View this message in rfc822 format

From: Pádraig Brady <P <at> draigBrady.com>
To: Bob Proulx <bob <at> proulx.com>
Cc: 17196 <at> debbugs.gnu.org, Jan Novak <jn <at> turbo.sk>
Subject: bug#17196: UTF-8 printf string formating  problem
Date: Mon, 07 Apr 2014 14:08:07 +0100
On 04/06/2014 07:24 PM, Bob Proulx wrote:
> Pádraig Brady wrote:
>> Yes printf follows the C standard which only considers bytes.
>> ...
>> I don't think we'd be able to change the current operation of printf
>> due to backwards compat reasons?
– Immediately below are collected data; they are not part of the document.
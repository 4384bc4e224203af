//! Result ingestion: ownership check, integrity verification, and the
//! completed transition, with the last two in one transaction.

use serde_json::Value;
use sqlx::PgPool;
use uuid::Uuid;

use crate::common::checksum::result_checksum;
use crate::common::error::ApiError;
use crate::domains::jobs::models::JobResult;
use crate::domains::nodes::models::Node;

pub struct ResultIngestor {
    pool: PgPool,
}

impl ResultIngestor {
    pub fn new(pool: PgPool) -> Self {
        Self { pool }
    }

    /// Accept a node's result for a job it currently holds.
    ///
    /// The job must be claimed by exactly this node; a node that was
    /// released by opt-out can no longer submit. The caller-supplied
    /// checksum must match the digest of the canonical payload byte for
    /// byte; on mismatch nothing is stored and the job stays claimed.
    pub async fn submit(
        &self,
        api_token: Option<&str>,
        job_id: Uuid,
        result_json: Value,
        claimed_checksum: &str,
    ) -> Result<(), ApiError> {
        let node = Node::authenticate(api_token, &self.pool).await?;

        // Ownership + state in one query: a row comes back only if this
        // node holds the claim right now.
        let owned: Option<Uuid> = sqlx::query_scalar(
            r#"
            SELECT j.id
            FROM jobs j
            WHERE j.id = $1
              AND j.claimed_by_node_id = $2
              AND j.status = 'claimed'
            "#,
        )
        .bind(job_id)
        .bind(node.id)
        .fetch_optional(&self.pool)
        .await?;

        if owned.is_none() {
            return Err(ApiError::Forbidden(
                "job not owned by node or not in claimed state".to_string(),
            ));
        }

        let computed = result_checksum(&result_json)?;
        if computed != claimed_checksum {
            tracing::warn!(
                job_id = %job_id,
                node_public_id = %node.public_id,
                "result checksum mismatch"
            );
            return Err(ApiError::Integrity(
                "checksum mismatch - integrity validation failed".to_string(),
            ));
        }

        // Store the result and complete the job atomically; a failure of
        // either statement rolls back both.
        let record = JobResult::new(job_id, node.id, result_json, computed);

        let mut tx = self.pool.begin().await.map_err(ApiError::Database)?;
        record.insert(&mut *tx).await?;

        // The claimant is cleared with the transition (claimed_by_node_id
        // is set iff status = 'claimed'); attribution lives on in
        // job_results.node_id.
        let completed = sqlx::query(
            r#"
            UPDATE jobs
            SET status = 'completed', completed_at = NOW(), claimed_by_node_id = NULL
            WHERE id = $1 AND status = 'claimed'
            "#,
        )
        .bind(job_id)
        .execute(&mut *tx)
        .await?;

        if completed.rows_affected() != 1 {
            // Claim state changed between the ownership check and here
            tx.rollback().await.map_err(ApiError::Database)?;
            return Err(ApiError::Forbidden(
                "job not owned by node or not in claimed state".to_string(),
            ));
        }

        tx.commit().await.map_err(ApiError::Database)?;

        tracing::info!(
            job_id = %job_id,
            node_public_id = %node.public_id,
            "job result accepted"
        );

        Ok(())
    }
}
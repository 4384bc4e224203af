//! Application setup and router construction.

use std::sync::Arc;

use axum::{
    extract::Extension,
    http::{header::CONTENT_TYPE, HeaderName, Method},
    routing::{get, post},
    Router,
};
use sqlx::PgPool;
use tower_http::cors::CorsLayer;
use tower_http::trace::TraceLayer;

use crawl_guard::guardrails::CrawlGuardrails;
use crawl_guard::policy::{DomainPolicy, RobotsPolicy};

use crate::domains::jobs::{JobQueue, PreflightValidator, ResultIngestor, Scheduler};
use crate::server::extract::API_TOKEN_HEADER;
use crate::server::routes::{
    consent_handler, fetch_job_handler, health_handler, job_result_handler, opt_out_handler,
    register_node_handler, submit_job_handler,
};

/// Shared application state: the database handle plus the domain
/// services constructed around it. No process-wide mutable state.
#[derive(Clone)]
pub struct AppState {
    pub db_pool: PgPool,
    pub queue: Arc<JobQueue>,
    pub ingestor: Arc<ResultIngestor>,
    pub scheduler: Arc<Scheduler>,
}

/// Build the axum application router.
///
/// Policy providers are injected so deployments (and tests) decide what
/// is crawlable; everything else hangs off the pool.
pub fn build_app(
    pool: PgPool,
    domain_policy: Arc<dyn DomainPolicy>,
    robots_policy: Arc<dyn RobotsPolicy>,
    guardrails: CrawlGuardrails,
) -> Router {
    let preflight = PreflightValidator::new(domain_policy, robots_policy);

    let app_state = AppState {
        db_pool: pool.clone(),
        queue: Arc::new(JobQueue::new(pool.clone())),
        ingestor: Arc::new(ResultIngestor::new(pool.clone())),
        scheduler: Arc::new(Scheduler::new(pool, preflight, guardrails)),
    };

    // Browser clients send the node credential cross-origin
    let cors = CorsLayer::new()
        .allow_origin(tower_http::cors::Any)
        .allow_methods([Method::GET, Method::POST])
        .allow_headers([CONTENT_TYPE, HeaderName::from_static(API_TOKEN_HEADER)]);

    Router::new()
        .route("/compute/register-node", post(register_node_handler))
        .route("/compute/consent", post(consent_handler))
        .route("/compute/job", get(fetch_job_handler))
        .route("/compute/job/result", post(job_result_handler))
        .route("/compute/job/submit", post(submit_job_handler))
        .route("/compute/opt-out", post(opt_out_handler))
        .route("/health", get(health_handler))
        .layer(Extension(app_state))
        .layer(cors)
        .layer(TraceLayer::new_for_http())
}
Though we might be able to somehow leverage
>> the existing multibyte character aware alignment/truncation code in:
>> http://git.sv.gnu.org/gitweb/?p=coreutils.git;a=blob;f=gl/lib/mbsalign.c;hb=HEAD
> 
> Dan Douglas pointed out in the corresponding discussion in bug-bash
> that ksh uses the L modifier.
> 
>   http://lists.gnu.org/archive/html/bug-bash/2014-04/msg00021.html
> 
>   Dan Douglas wrote:
>   > ksh93 already has this feature using the "L" modifier:
>   > 
>   > ksh -c "printf '%.3Ls\n' $'\u2605\u2605\u2605\u2605\u2605'"
>   > ★★★
> 
> At least there is prior art for it.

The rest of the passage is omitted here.